EXERCISE INSTRUCTIONS: Your job with the data below is to output exactly the lines from the one holding "network.restart();" down to the one holding "if summary.changed == 0", both included, and no others.
*** TASK MATERIAL ***
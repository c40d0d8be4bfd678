//! Round-based driving shared by the sequential engines.

use std::time::Instant;

use tracing::{debug, info, trace};

use crate::{
    ConvergenceState, EngineConfig, FinalTree, NotConverged, RoundSummary, RouteChange, RunOutcome,
    RunReport, StopReason, Topology,
};

/// A network that can be stepped one synchronous round at a time.
pub(crate) trait Rounds {
    fn restart(&mut self);
    fn round(&mut self, round: u64, trace: Option<&mut Vec<RouteChange>>) -> RoundSummary;
    fn is_converged(&self) -> bool;
    fn assess(&self) -> ConvergenceState;
    fn final_tree(&self) -> Result<FinalTree, NotConverged>;
    fn messages_sent(&self) -> u64;
}

impl Rounds for Topology {
    fn restart(&mut self) {
        Topology::restart(self);
    }

    fn round(&mut self, round: u64, trace: Option<&mut Vec<RouteChange>>) -> RoundSummary {
        Topology::round(self, round, trace)
    }

    fn is_converged(&self) -> bool {
        Topology::is_converged(self)
    }

    fn assess(&self) -> ConvergenceState {
        Topology::assess(self)
    }

    fn final_tree(&self) -> Result<FinalTree, NotConverged> {
        Topology::final_tree(self)
    }

    fn messages_sent(&self) -> u64 {
        Topology::messages_sent(self)
    }
}

/// Restart `network` and run rounds until it converges, stalls or runs out
/// of rounds.
pub(crate) fn run_rounds<N: Rounds>(engine: &'static str, network: &mut N, config: &EngineConfig) -> RunReport {
    let started = Instant::now();
    network.restart();

    let mut trace = config.record_trace.then(Vec::new);
    let mut rounds = 0;
    let stopped = loop {
        if network.is_converged() {
            break None;
        }
        if rounds >= config.max_rounds {
            break Some(StopReason::RoundBudget);
        }

        rounds += 1;
        let summary = network.round(rounds, trace.as_mut());
        trace!(round = rounds, changed = summary.changed, sent = summary.sent, "round complete");

        // Nothing moved and nothing is in flight: every later round is
        // identical to this one.
        if summary.changed == 0 && !network.is_converged() {
            break Some(StopReason::Stalled);
        }
    };

    let tree = match stopped {
        None => network.final_tree().map_err(|_| StopReason::Stalled),
        Some(reason) => Err(reason),
    };
    let outcome = match tree {
        Ok(tree) => RunOutcome::Converged(tree),
        Err(reason) => RunOutcome::NotConverged {
            reason,
            state: network.assess(),
        },
    };

    let report = RunReport {
        engine,
        outcome,
        rounds,
        elapsed: started.elapsed(),
        messages: network.messages_sent(),
        trace: trace.unwrap_or_default(),
        failures: Vec::new(),
    };
    match report.stop_reason() {
        None => info!(engine, rounds, messages = report.messages, "converged"),
        Some(reason) => {
            let state = match &report.outcome {
                RunOutcome::NotConverged { state, .. } => state.total_tension(),
                RunOutcome::Converged(_) => 0,
            };
            info!(engine, rounds, %reason, tension = state, "did not converge");
        }
    }
    debug!(engine, elapsed = ?report.elapsed, "run finished");
    report
}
***
PROBLEM SOLUTION:
    network.restart();

    let mut trace = config.record_trace.then(Vec::new);
    let mut rounds = 0;
    let stopped = loop {
        if network.is_converged() {
            break None;
        }
        if rounds >= config.max_rounds {
            break Some(StopReason::RoundBudget);
        }

        rounds += 1;
        let summary = network.round(rounds, trace.as_mut());
        trace!(round = rounds, changed = summary.changed, sent = summary.sent, "round complete");

        // Nothing moved and nothing is in flight: every later round is
        // identical to this one.
        if summary.changed == 0 && !network.is_converged() {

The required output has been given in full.